The government is sensitive to the potential for unintended exploitation of its tax system, and the structure of its corporate tax regime is generally aligned with the anti-BEPS efforts of the OECD. This has been the case for several years now. Ireland’s 12.5 percent corporate tax rate applies only to active trading income, whereas passive non-trading income is taxed at 25 percent. Ireland has had a mandatory reporting regime related to tax planning transactions with certain hallmarks for a number of years.
On other matters related to the tax regime, the authorities are awaiting the final outcome of the BEPS-related reform process to determine their next steps. The desire to remain competitive as a tax jurisdiction is likely to inform any proposed changes.
Ireland stands to benefit as other jurisdictions seek to tighten their requirements for counterparty jurisdictions to have substance and to subject companies to tax. Companies that do not already have a substantial overseas presence may seek a low-tax jurisdiction such as Ireland in which to establish a home base.
Following consultations and a feedback statement2 released in 2015 on the introduction of a patent box – referred to as the ‘Knowledge Development Box’ (KDB) Ireland announced plans to introduce legislation in its 2015 budget for a KDB that meets the OECD’s substance requirements under the modified nexus approach endorsed by the OECD and the EU.
Ireland does not have specific anti-haven provisions, but various relief measures in Irish tax law (e.g. relief from source-country withholding taxes) are available only to persons who are tax-resident in the EU or in countries with which Ireland has entered into tax treaties.
Like other EU member states, Ireland has introduced new place-of-supply rules for VAT purposes for digital supplies. The rules took effect from 1 January 2015 and apply VAT to supplies at the rate in force in the country of the consumer.
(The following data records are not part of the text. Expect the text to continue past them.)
mod utils;
#[allow(unused)]
use utils::*;

use pummel::prelude::*;
use rand::rngs::SmallRng;
use rand::{Rng, SeedableRng};
use std::time::{Duration, Instant};
use tokio::sync::mpsc;

/// Simulated worker pool: `workers` tasks share `total` requests, each "request" sleeps for a
/// random latency and reports a status code.
fn spawn_workers(
    workers: u64,
    total: u64,
    tx: mpsc::Sender<RequestResult>,
) -> Vec<tokio::task::JoinHandle<Vec<RequestResult>>> {
    (0..workers)
        .map(|worker| {
            let tx = tx.clone();
            tokio::spawn(async move {
                let mut rng = SmallRng::seed_from_u64(worker);
                let mut sent = vec![];
                for _ in (worker..total).step_by(workers as usize) {
                    let begin = Instant::now();
                    tokio::time::sleep(Duration::from_micros(rng.gen_range(100..3_000))).await;
                    let status = if rng.gen_bool(0.9) { 200 } else { 503 };
                    let result = RequestResult::new(status, begin.elapsed());
                    sent.push(result);
                    tx.send(result).await.unwrap();
                }
                sent
            })
        })
        .collect()
}

#[tokio::test]
#[ntest::timeout(10_000)]
async fn worker_pool_summary() {
    init();

    const TOTAL: u64 = 200;
    let (tx, mut rx) = mpsc::channel(16);
    let start = Instant::now();
    let handles = spawn_workers(8, TOTAL, tx);

    let summary = ResultAggregator::new(TOTAL).aggregate(&mut rx, start).await;

    let mut sent = vec![];
    for handle in handles {
        sent.extend(handle.await.unwrap());
    }

    assert_eq!(sent.len() as u64, TOTAL);
    assert_eq!(summary.received, TOTAL);
    assert_eq!(summary.status_codes.total(), TOTAL);
    assert_eq!(
        summary.status_codes.get(200) + summary.status_codes.get(503),
        TOTAL
    );

    let fastest = summary.fastest.unwrap();
    let slowest = summary.slowest.unwrap();
    assert!(sent
        .iter()
        .all(|r| fastest <= r.duration && r.duration <= slowest));

    let sum: u128 = sent.iter().map(|r| r.duration.as_nanos()).sum();
    assert_eq!(summary.mean_latency_nanos, sum as f64 / TOTAL as f64);
    assert!(summary.requests_per_second > 0.);
}

#[tokio::test]
#[ntest::timeout(10_000)]
async fn interrupted_run_divides_by_target() {
    init();

    let (tx, mut rx) = mpsc::channel(16);
    let start = Instant::now();
    // Asked for 100 requests but only 40 ever complete.
    let handles = spawn_workers(4, 40, tx);

    let summary = ResultAggregator::new(100).aggregate(&mut rx, start).await;
    for handle in handles {
        handle.await.unwrap();
    }

    assert_eq!(summary.received, 40);
    assert_eq!(summary.target_count, 100);
    let expected = summary.observed_mean_latency_nanos * 40. / 100.;
    assert!((summary.mean_latency_nanos - expected).abs() < 1e-3);
}

#[tokio::test]
async fn report_is_written_in_order() {
    let (tx, mut rx) = mpsc::channel(8);
    for (code, millis) in [(200, 10), (200, 50), (500, 5)] {
        tx.send(RequestResult::new(code, Duration::from_millis(millis)))
            .await
            .unwrap();
    }
    drop(tx);

    let start = Instant::now();
    let summary = ResultAggregator::new(3)
        .aggregate_span(&mut rx, RunSpan::new(start, start + Duration::from_secs(1)))
        .await;

    let mut out = vec![];
    summary
        .write_report(&mut out, &ReportConfig::default())
        .unwrap();
    let text = String::from_utf8(out).unwrap();

    assert!(text.contains("  total:\t1 secs\n"));
    assert!(text.contains("  slowest:\t0.05 secs\n"));
    assert!(text.contains("  requests/sec:\t3\n"));
    assert!(text.contains("  speed index:\tpoor\n"));
    assert!(text.contains("  [200]\t2 responses\n"));
    assert!(text.contains("  [500]\t1 responses\n"));
    assert!(text.find("total:").unwrap() < text.find("[200]").unwrap());
}

#[tokio::test]
async fn summary_serializes_to_json() -> anyhow::Result<()> {
    let (tx, mut rx) = mpsc::unbounded_channel();
    tx.send(RequestResult::new(200, Duration::from_millis(100)))?;
    tx.send(RequestResult::transport_failure(Duration::from_millis(300)))?;
    drop(tx);

    let start = Instant::now();
    let summary = ResultAggregator::new(2)
        .aggregate_span(&mut rx, RunSpan::new(start, start + Duration::from_secs(2)))
        .await;

    let json = serde_json::to_value(&summary)?;
    assert_eq!(json["total"], 2.0);
    assert_eq!(json["slowest"], 0.3);
    assert_eq!(json["requests_per_second"], 1.0);
    assert_eq!(json["status_codes"]["0"], 1);
    assert_eq!(json["status_codes"]["200"], 1);
    Ok(())
}
mod utils;
#[allow(unused)]
use utils::*;

#[cfg(feature = "integration")]
mod tests {
    use super::*;

    use futures::TryStreamExt;
    use pummel::prelude::*;
    use reqwest::Client;
    use std::io;
    use std::net::SocketAddr;
    use std::num::NonZeroU32;
    use std::time::{Duration, Instant};
    use tokio::sync::mpsc;
    use tokio_util::io::StreamReader;

    async fn request(client: &Client, url: &str) -> RequestResult {
        let begin = Instant::now();
        match client.get(url).send().await {
            Ok(res) => RequestResult::new(res.status().as_u16(), begin.elapsed()),
            Err(_) => RequestResult::transport_failure(begin.elapsed()),
        }
    }

    #[tokio::test]
    async fn status_code_distribution() {
        init();
        let addr = spawn_mock_service().await;
        let client = Client::new();

        const TOTAL: u64 = 40;
        let (tx, mut rx) = mpsc::channel(8);
        let start = Instant::now();

        for worker in 0..4u64 {
            let tx = tx.clone();
            let client = client.clone();
            tokio::spawn(async move {
                for i in (worker..TOTAL).step_by(4) {
                    let status = if i % 5 == 0 { 404 } else { 200 };
                    let url = format!("http://{addr}/status/{status}/delay/ms/5");
                    let _ = tx.send(request(&client, &url).await).await;
                }
            });
        }
        drop(tx);

        let summary = ResultAggregator::new(TOTAL).aggregate(&mut rx, start).await;

        assert_eq!(summary.received, TOTAL);
        assert_eq!(summary.status_codes.get(200), 32);
        assert_eq!(summary.status_codes.get(404), 8);
        assert!(summary.fastest.unwrap() >= Duration::from_millis(5));
        summary.print(&ReportConfig::default()).unwrap();
    }

    #[tokio::test]
    async fn unreachable_host_is_a_transport_failure() {
        init();
        // Bind and drop to get a port nobody listens on.
        let addr: SocketAddr = {
            let listener = tokio::net::TcpListener::bind("127.0.0.1:0").await.unwrap();
            listener.local_addr().unwrap()
        };

        let result = request(&Client::new(), &format!("http://{addr}/delay/ms/0")).await;
        assert_eq!(result.status_code, TRANSPORT_FAILURE_STATUS);
    }

    #[tokio::test]
    #[ntest::timeout(20_000)]
    async fn throttled_body_download() {
        init();
        let addr = spawn_mock_service().await;
        const LEN: usize = 30_000;

        let res = Client::new()
            .get(format!("http://{addr}/bytes/{LEN}"))
            .send()
            .await
            .unwrap();
        assert_eq!(res.status().as_u16(), 200);

        let body = Box::pin(res.bytes_stream().map_err(io::Error::other));
        let limiter = ByteRateLimiter::new(
            LimiterConfig::per_second(NonZeroU32::new(20_000).unwrap())
                .burst(NonZeroU32::new(5_000).unwrap()),
        );
        let mut reader = RateLimitedReader::new(StreamReader::new(body), limiter);

        let start = Instant::now();
        let mut buf = vec![0u8; LEN];
        assert_eq!(reader.read(&mut buf).await.unwrap(), LEN);

        assert_eq!(buf, mock_service::body(LEN));
        // 25000 bytes past the first burst at 20000 bytes/s.
        assert!(start.elapsed() >= Duration::from_secs(1));
    }
}
use axum::{debug_handler, extract::Path, http::StatusCode, routing::get, Router};
#[allow(unused)]
use metrics::{counter, gauge, histogram};
use std::net::SocketAddr;
use std::sync::atomic::{AtomicU64, Ordering};
use std::time::Duration;
use tokio::net::TcpListener;
use tower_http::trace::TraceLayer;
use tracing::debug;

pub async fn run(addr: SocketAddr) -> anyhow::Result<()> {
    let listener = TcpListener::bind(&addr).await?;
    serve(listener).await
}

pub async fn serve(listener: TcpListener) -> anyhow::Result<()> {
    axum::serve(listener, router()).await?;
    Ok(())
}

pub fn router() -> Router {
    Router::new()
        .route("/delay/ms/:delay_ms", get(delay))
        .route("/status/:status/delay/ms/:delay_ms", get(status))
        .route("/bytes/:len", get(bytes))
        .layer(TraceLayer::new_for_http())
}

#[debug_handler]
pub async fn delay(Path(delay_ms): Path<u64>) {
    REQUESTS.fetch_add(1, Ordering::Relaxed);
    counter!("mock-service.requests").increment(1);
    tokio::time::sleep(Duration::from_millis(delay_ms)).await;
}

#[debug_handler]
pub async fn status(Path((status, delay_ms)): Path<(u16, u64)>) -> StatusCode {
    REQUESTS.fetch_add(1, Ordering::Relaxed);
    counter!("mock-service.requests").increment(1);
    tokio::time::sleep(Duration::from_millis(delay_ms)).await;

    StatusCode::from_u16(status).unwrap_or_else(|_| {
        debug!("Invalid status {status} requested");
        StatusCode::BAD_REQUEST
    })
}

#[debug_handler]
pub async fn bytes(Path(len): Path<usize>) -> Vec<u8> {
    REQUESTS.fetch_add(1, Ordering::Relaxed);
    counter!("mock-service.requests").increment(1);
    histogram!("mock-service.body_bytes").record(len as f64);
    body(len)
}

/// Deterministic body served by `/bytes/:len`.
pub fn body(len: usize) -> Vec<u8> {
    (0..len).map(|i| (i % 251) as u8).collect()
}

/** Request Printer **/

static REQUESTS: AtomicU64 = AtomicU64::new(0);

pub async fn rps_measure_task() {
    loop {
        tokio::time::sleep(Duration::from_millis(1000)).await;
        let requests = REQUESTS.swap(0, Ordering::Relaxed);
        println!("{requests} RPS");
    }
}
Irish domestic law already limits opportunities for specific hybrid structures. Legislative provisions broadly require that the income from such arrangements is taxable to the lender in order to ensure that certain interest payments remain tax-deductible as interest, rather than being characterized as non-deductible dividends or distributions for Irish tax purposes.
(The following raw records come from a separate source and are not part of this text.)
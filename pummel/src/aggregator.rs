//! Turning a stream of request results into a [`Summary`].
use pummel_core::{Accumulator, AggregatorConfig, DrainPolicy, RequestResult, Summary};
use std::future::Future;
use std::time::{Duration, Instant};
use tokio::sync::mpsc;
#[allow(unused_imports)]
use tracing::{debug, error, info, instrument, trace, warn};

/// Receiving end of the channel request workers report into.
pub trait ResultSource: Send {
    /// Wait for the next result. `None` once every producer is gone and the buffer is empty.
    fn recv(&mut self) -> impl Future<Output = Option<RequestResult>> + Send;

    /// Next result if one is already buffered.
    fn try_recv(&mut self) -> Option<RequestResult>;
}

impl ResultSource for mpsc::Receiver<RequestResult> {
    fn recv(&mut self) -> impl Future<Output = Option<RequestResult>> + Send {
        mpsc::Receiver::recv(self)
    }

    fn try_recv(&mut self) -> Option<RequestResult> {
        mpsc::Receiver::try_recv(self).ok()
    }
}

impl ResultSource for mpsc::UnboundedReceiver<RequestResult> {
    fn recv(&mut self) -> impl Future<Output = Option<RequestResult>> + Send {
        mpsc::UnboundedReceiver::recv(self)
    }

    fn try_recv(&mut self) -> Option<RequestResult> {
        mpsc::UnboundedReceiver::try_recv(self).ok()
    }
}

/// Wall-clock bounds of a run.
#[derive(Debug, Copy, Clone, PartialEq, Eq)]
pub struct RunSpan {
    pub start: Instant,
    pub end: Instant,
}

impl RunSpan {
    pub fn new(start: Instant, end: Instant) -> Self {
        Self { start, end }
    }

    /// Span from `start` until now.
    pub fn since(start: Instant) -> Self {
        Self::new(start, Instant::now())
    }

    /// Zero if `end` is before `start`.
    pub fn elapsed(&self) -> Duration {
        self.end.saturating_duration_since(self.start)
    }
}

/// Drains request results and produces the run's [`Summary`].
///
/// Each call to [`ResultAggregator::aggregate`] starts from empty totals, so one aggregator can
/// be reused across runs without results bleeding from one into the next.
///
/// # Example
/// ```no_run
/// use pummel::prelude::*;
/// use std::time::{Duration, Instant};
/// use tokio::sync::mpsc;
///
/// #[tokio::main]
/// async fn main() {
///     let (tx, mut rx) = mpsc::channel(1_024);
///     let start = Instant::now();
///
///     tokio::spawn(async move {
///         let _ = tx.send(RequestResult::new(200, Duration::from_millis(12))).await;
///     });
///
///     let summary = ResultAggregator::new(1)
///         .aggregate(&mut rx, start)
///         .await;
///     summary.print(&ReportConfig::default()).unwrap();
/// }
/// ```
#[derive(Debug, Clone)]
pub struct ResultAggregator {
    config: AggregatorConfig,
}

impl ResultAggregator {
    pub fn new(target_count: u64) -> Self {
        Self::with_config(AggregatorConfig::new(target_count))
    }

    pub fn with_config(config: AggregatorConfig) -> Self {
        Self { config }
    }

    pub fn drain(mut self, drain: DrainPolicy) -> Self {
        self.config.drain = drain;
        self
    }

    pub fn config(&self) -> &AggregatorConfig {
        &self.config
    }

    /// Drain `results` and summarize the run which started at `start`.
    ///
    /// The run is considered finished once draining completes; see [`Self::aggregate_span`] to
    /// supply the end explicitly.
    pub async fn aggregate<S: ResultSource>(&self, results: &mut S, start: Instant) -> Summary {
        let acc = self.drain_results(results).await;
        self.finish(acc, RunSpan::since(start))
    }

    /// Drain `results` and summarize a run spanning `span`.
    pub async fn aggregate_span<S: ResultSource>(&self, results: &mut S, span: RunSpan) -> Summary {
        let acc = self.drain_results(results).await;
        self.finish(acc, span)
    }

    #[instrument(name = "aggregate", skip_all, fields(target = self.config.target_count, drain = ?self.config.drain))]
    async fn drain_results<S: ResultSource>(&self, results: &mut S) -> Accumulator {
        let mut acc = Accumulator::new();
        let started = Instant::now();

        match self.config.drain {
            DrainPolicy::UntilClosed => {
                while let Some(result) = results.recv().await {
                    record(&mut acc, result);
                }
            }
            DrainPolicy::FirstGap => {
                while let Some(result) = results.try_recv() {
                    record(&mut acc, result);
                }
            }
        }

        debug!(
            "Drained {} results in {}",
            acc.received(),
            humantime::format_duration(started.elapsed())
        );
        acc
    }

    fn finish(&self, acc: Accumulator, span: RunSpan) -> Summary {
        let summary = acc.finish(span.elapsed(), self.config.target_count);
        info!(
            "Run of {} requests finished in {}: {:.2} requests/sec ({})",
            summary.target_count,
            humantime::format_duration(summary.total),
            summary.requests_per_second,
            summary.speed_index
        );
        summary
    }
}

fn record(acc: &mut Accumulator, result: RequestResult) {
    trace!("{result:?}");

    #[cfg(feature = "metrics")]
    metrics::counter!("pummel.results", "status" => result.status_code.to_string()).increment(1);

    acc.push(result);
}
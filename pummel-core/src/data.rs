use crate::constants::TRANSPORT_FAILURE_STATUS;
use crate::stats::{SpeedIndex, Summary};
#[cfg(feature = "serde")]
use serde::{Deserialize, Serialize};
use std::collections::btree_map::{self, BTreeMap};
use std::time::Duration;
use tracing::debug;

/// Outcome of a single completed request.
#[derive(Debug, Copy, Clone, PartialEq, Eq)]
#[cfg_attr(feature = "serde", derive(Serialize, Deserialize))]
pub struct RequestResult {
    pub status_code: u16,
    pub duration: Duration,
}

impl RequestResult {
    pub fn new(status_code: u16, duration: Duration) -> Self {
        Self {
            status_code,
            duration,
        }
    }

    /// A request which never produced a response (connect failure, timeout, ...).
    pub fn transport_failure(duration: Duration) -> Self {
        Self::new(TRANSPORT_FAILURE_STATUS, duration)
    }

    pub fn is_transport_failure(&self) -> bool {
        self.status_code == TRANSPORT_FAILURE_STATUS
    }
}

/// Occurrence count per status code, ordered by code.
#[derive(Debug, Clone, Default, PartialEq, Eq)]
#[cfg_attr(feature = "serde", derive(Serialize, Deserialize))]
#[cfg_attr(feature = "serde", serde(transparent))]
pub struct StatusCodeHistogram {
    counts: BTreeMap<u16, u64>,
}

impl StatusCodeHistogram {
    pub fn new() -> Self {
        Self::default()
    }

    pub fn record(&mut self, status_code: u16) {
        *self.counts.entry(status_code).or_insert(0) += 1;
    }

    pub fn get(&self, status_code: u16) -> u64 {
        self.counts.get(&status_code).copied().unwrap_or(0)
    }

    /// Sum of all counts, i.e. the number of results recorded.
    pub fn total(&self) -> u64 {
        self.counts.values().sum()
    }

    pub fn len(&self) -> usize {
        self.counts.len()
    }

    pub fn is_empty(&self) -> bool {
        self.counts.is_empty()
    }

    pub fn iter(&self) -> impl Iterator<Item = (u16, u64)> + '_ {
        self.counts.iter().map(|(code, count)| (*code, *count))
    }
}

impl<'a> IntoIterator for &'a StatusCodeHistogram {
    type Item = (&'a u16, &'a u64);
    type IntoIter = btree_map::Iter<'a, u16, u64>;

    fn into_iter(self) -> Self::IntoIter {
        self.counts.iter()
    }
}

impl FromIterator<(u16, u64)> for StatusCodeHistogram {
    fn from_iter<I: IntoIterator<Item = (u16, u64)>>(iter: I) -> Self {
        let mut histogram = Self::new();
        for (code, count) in iter.into_iter().filter(|(_, count)| *count > 0) {
            *histogram.counts.entry(code).or_insert(0) += count;
        }
        histogram
    }
}

/// Running totals for one run. Every aggregation owns its own accumulator, so
/// nothing leaks between runs.
#[derive(Debug, Clone, Default)]
pub struct Accumulator {
    status_codes: StatusCodeHistogram,
    latency_sum_nanos: u128,
    fastest: Option<Duration>,
    slowest: Option<Duration>,
}

impl Accumulator {
    pub fn new() -> Self {
        Self::default()
    }

    pub fn push(&mut self, result: RequestResult) {
        self.status_codes.record(result.status_code);
        self.latency_sum_nanos += result.duration.as_nanos();

        if self.fastest.map_or(true, |fastest| result.duration < fastest) {
            self.fastest = Some(result.duration);
        }
        if self.slowest.map_or(true, |slowest| result.duration > slowest) {
            self.slowest = Some(result.duration);
        }
    }

    /// Number of results pushed so far.
    pub fn received(&self) -> u64 {
        self.status_codes.total()
    }

    pub fn latency_sum_nanos(&self) -> u128 {
        self.latency_sum_nanos
    }

    /// Finalize into a [`Summary`].
    ///
    /// The mean latency and the throughput are computed against `target_count`, the number of
    /// requests the run was asked to issue. The `observed_*` figures use the number of results
    /// actually received instead. Any figure whose divisor is zero is reported as `0.0`.
    pub fn finish(self, total: Duration, target_count: u64) -> Summary {
        let received = self.received();
        let sum = self.latency_sum_nanos as f64;
        let elapsed = total.as_secs_f64();

        let mean_latency_nanos = ratio(sum, target_count as f64);
        let requests_per_second = ratio(target_count as f64, elapsed);

        if received != target_count {
            debug!("Received {received} results for a target of {target_count}.");
        }

        Summary {
            total,
            target_count,
            received,
            fastest: self.fastest,
            slowest: self.slowest,
            mean_latency_nanos,
            observed_mean_latency_nanos: ratio(sum, received as f64),
            requests_per_second,
            observed_requests_per_second: ratio(received as f64, elapsed),
            speed_index: SpeedIndex::from_rps(requests_per_second),
            status_codes: self.status_codes,
        }
    }
}

impl Extend<RequestResult> for Accumulator {
    fn extend<I: IntoIterator<Item = RequestResult>>(&mut self, iter: I) {
        for result in iter {
            self.push(result);
        }
    }
}

impl FromIterator<RequestResult> for Accumulator {
    fn from_iter<I: IntoIterator<Item = RequestResult>>(iter: I) -> Self {
        let mut acc = Self::new();
        acc.extend(iter);
        acc
    }
}

fn ratio(numerator: f64, denominator: f64) -> f64 {
    let value = numerator / denominator;
    // Zero elapsed time or a zero count; the report shows 0 instead of NaN/inf.
    if value.is_finite() {
        value
    } else {
        debug!("Non-finite ratio {numerator}/{denominator}, reporting 0.");
        0.
    }
}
The Irish Department of Finance views the stance of the BEPS project on alignment issues as an opportunity. If the BEPS project is successful, Ireland may become a ‘hub for the centralization of international business’.3 The department recognizes that mismatches arising within the current international tax framework can only be resolved multilaterally.
Many view CbyC reporting as an effective deterrent to profit shifting. Ireland is an early adopter of the OECD’s Common Reporting Standard (CRS) for the automatic exchange of financial account information.
Ireland was one of the first jurisdictions to sign an intergovernmental agreement with the United States under the US Foreign Account Tax Compliance Act (FATCA).Ireland has generally supported measures for the cross-border sharing of tax information and has stated its support of the OECD’s CbyC reporting proposals.4
Changes to tax law are most assuredly coming, and while the nature ofthose changes remains uncertain, the level of complexity is bound torise – not only in Ireland but also in other jurisdictions. Despite this, Ireland's 12.5 percent rate of corporation tax regime promises to be well aligned with BEPS proposals and is underpinned by a government policy that is intent on retaining the stability and certainty of Ireland's tax regime.
1Ireland, Department of Finance, Competing in a Changing World: A Roadmap for Ireland's Tax Competitiveness, pages 1 and 8.
2Ireland, Department of Finance, The Knowledge Development Box: Feedback statement, 30 July 2015.
3Ireland, Department of Finance, OECD Base Erosion and Profit Shifting Project in an Irish Context, Public Consultation paper (May 2014), page 4.
4Ireland, Department of Finance, Competing in a Changing World: A Roadmap for Ireland’s Tax Competitiveness, page 10.